Getting a Grip on Emotions
Do you sometimes feel like your emotions take over—leaving you overwhelmed, reactive, or stuck in painful loops of self-doubt, anger, or sadness? You're not alone. Many people struggle to manage intense feelings, especially during times of stress, conflict, or loss.
The good news: we can learn to regulate our emotions in healthier ways. In fact, emotion regulation is one of the most important skills for our psychological well-being. Drawing from an evidence-based training program developed at the University of Heidelberg (Barnow et al., 2016), this blog post explores what emotion regulation is, why it matters, and how we can begin practicing it in everyday life.
What is emotion regulation?
Emotion regulation means the ability to influence which emotions we have, when we have them, and how we experience or express them. It doesn’t mean suppressing emotions or pretending everything is fine—it’s about learning to recognize, accept, and respond to our emotions in ways that are helpful rather than harmful.
As the Heidelberg model explains, our emotions always involve several layers: thoughts (how we interpret a situation), physical sensations (like heart rate or tension), and action impulses (what we feel like doing). When a situation triggers strong emotions—like fear, shame, anger, or sadness—those layers can feel overwhelming. But with the right strategies, we can slow things down and find our footing.
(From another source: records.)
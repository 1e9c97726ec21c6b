//! Prioritization scoring engine.
//!
//! Turns yes/no questionnaire answers and an optional start-by date into an
//! Eisenhower quadrant:
//!
//! ```text
//! importance = yes / answered                      (importance questions)
//! question_urgency = 1 - yes / answered            (urgency questions)
//! time_urgency = decay(days until start-by)
//! urgency = 0.6 * time_urgency + 0.4 * question_urgency
//! quadrant = classify(importance >= 0.6, urgency >= 0.6)
//! ```
//!
//! Everything here is a pure function of its arguments. Answer state belongs
//! to the caller (see [`crate::questionnaire::Questionnaire`]).

mod aggregate;
mod decay;
mod evaluate;
mod policy;
mod prefill;
mod quadrant;

pub use aggregate::{aggregate, AnswerMap};
pub use decay::{
    days_until, time_urgency, urgency_for_days, UrgencyLabel, DISTANT_URGENCY, OVERDUE_URGENCY,
};
pub use evaluate::{evaluate, Evaluation, QuestionCounts, Scorer, Verdict};
pub use policy::{PrefillMode, ScoringPolicy};
pub use prefill::{prefill_answers, PrefilledAnswers};
pub use quadrant::{classify, Quadrant};
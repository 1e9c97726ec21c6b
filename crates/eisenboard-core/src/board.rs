//! Kanban board view over a task list.

use chrono::{DateTime, NaiveDate, Utc};
use serde::Serialize;
use std::cmp::Ordering;

use crate::scoring::{time_urgency, Quadrant, UrgencyLabel};
use crate::task::{Priority, Task, TaskStatus};

/// Board ordering: higher quadrant rank first, then newest first. Equal
/// timestamps fall back to the higher id.
pub fn compare_tasks(a: &Task, b: &Task) -> Ordering {
    b.quadrant()
        .rank()
        .cmp(&a.quadrant().rank())
        .then_with(|| b.created_at.cmp(&a.created_at))
        .then_with(|| b.id.cmp(&a.id))
}

/// Sort in place by [`compare_tasks`].
pub fn sort_tasks(tasks: &mut [Task]) {
    tasks.sort_by(compare_tasks);
}

#[derive(Debug, Clone, Default, PartialEq, Serialize)]
pub struct Board {
    pub todo: Vec<Task>,
    pub in_progress: Vec<Task>,
    pub done: Vec<Task>,
}

impl Board {
    /// Partition by status and sort every column.
    pub fn from_tasks(tasks: impl IntoIterator<Item = Task>) -> Self {
        let mut board = Board::default();
        for task in tasks {
            board.column_mut(task.status()).push(task);
        }
        for status in TaskStatus::ALL {
            sort_tasks(board.column_mut(status));
        }
        board
    }

    pub fn column(&self, status: TaskStatus) -> &[Task] {
        match status {
            TaskStatus::Todo => &self.todo,
            TaskStatus::InProgress => &self.in_progress,
            TaskStatus::Done => &self.done,
        }
    }

    fn column_mut(&mut self, status: TaskStatus) -> &mut Vec<Task> {
        match status {
            TaskStatus::Todo => &mut self.todo,
            TaskStatus::InProgress => &mut self.in_progress,
            TaskStatus::Done => &mut self.done,
        }
    }

    pub fn len(&self) -> usize {
        self.todo.len() + self.in_progress.len() + self.done.len()
    }

    pub fn is_empty(&self) -> bool {
        self.len() == 0
    }

    /// Columns in display order with their status.
    pub fn columns(&self) -> impl Iterator<Item = (TaskStatus, &[Task])> + '_ {
        TaskStatus::ALL
            .into_iter()
            .map(move |status| (status, self.column(status)))
    }
}

/// Render-ready summary of one task.
#[derive(Debug, Clone, PartialEq, Serialize)]
#[serde(rename_all = "camelCase")]
pub struct TaskCard {
    pub id: i64,
    pub title: String,
    pub description: String,
    pub priority: Priority,
    pub status: TaskStatus,
    pub completed: bool,
    pub due_date: Option<NaiveDate>,
    pub start_deadline: Option<NaiveDate>,
    pub estimated_duration: Option<f64>,
    pub quadrant: Quadrant,
    pub badge_text: &'static str,
    pub badge_class: String,
    /// Time urgency of the start deadline; absent without one.
    pub time_urgency: Option<f64>,
    pub urgency_label: Option<UrgencyLabel>,
}

impl TaskCard {
    pub fn new(task: &Task, now: DateTime<Utc>) -> Self {
        let quadrant = task.quadrant();
        let time_urgency = task
            .start_deadline
            .map(|start_by| time_urgency(Some(start_by), now));

        Self {
            id: task.id,
            title: task.title.clone(),
            description: task.description.clone(),
            priority: task.priority,
            status: task.status(),
            completed: task.completed,
            due_date: task.due_date,
            start_deadline: task.start_deadline,
            estimated_duration: task.estimated_duration,
            quadrant,
            badge_text: quadrant.badge_text(),
            badge_class: quadrant.badge_class(),
            time_urgency,
            urgency_label: time_urgency.map(UrgencyLabel::from_score),
        }
    }
}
Helpful vs. unhelpful strategies
We use several key strategies to deal with emotions. Some are helpful, some less so:
Helpful strategies:
Reappraisal: Changing how we think about a situation to reduce its emotional impact. For example: “Maybe that critical feedback means I have room to grow—not that I failed.”
Acceptance: Allowing an emotion to be present without fighting it. Especially helpful when we can’t change the situation itself (e.g., after a loss).
Problem-solving: Actively working to change a difficult situation or reduce its impact.
Seeking support or soothing activities: Talking to a friend, taking a walk, or doing something meaningful to rebalance yourself.
Less helpful strategies (though common!):
Suppression: Trying to hide or push away emotions. This may help short term, but often leads to tension, fatigue, or feeling disconnected.
Rumination: Replaying the same thoughts or regrets again and again without moving forward.
Avoidance: Steering clear of situations or feelings that feel uncomfortable—at the cost of long-term growth or resolution.
A key takeaway: successful emotion regulation doesn’t mean avoiding emotions—it means responding to them in ways that support your long-term well-being.
Where to start?
If you’d like to improve your emotional balance, try these small steps:
Begin by noticing: Which strategies do you tend to use? Are they helping you feel better or stay stuck?
Practice acceptance: Instead of pushing emotions away, try saying to yourself, “This is what I feel right now. It’s okay to feel it.”
Reframe your thoughts: When something upsets you, pause and ask: “Is there another way to look at this?”
Seek support: Whether it’s friends, a therapist, or a group, don’t try to manage everything alone.
Be kind to yourself: Emotion regulation is a skill—and like all skills, it takes practice and patience.
Final thoughts
Emotions are a crucial part of being human. But they don’t have to control our lives. With the right tools and support, you can learn to meet your emotions with more clarity, confidence, and care—and take steps toward the life you want to lead.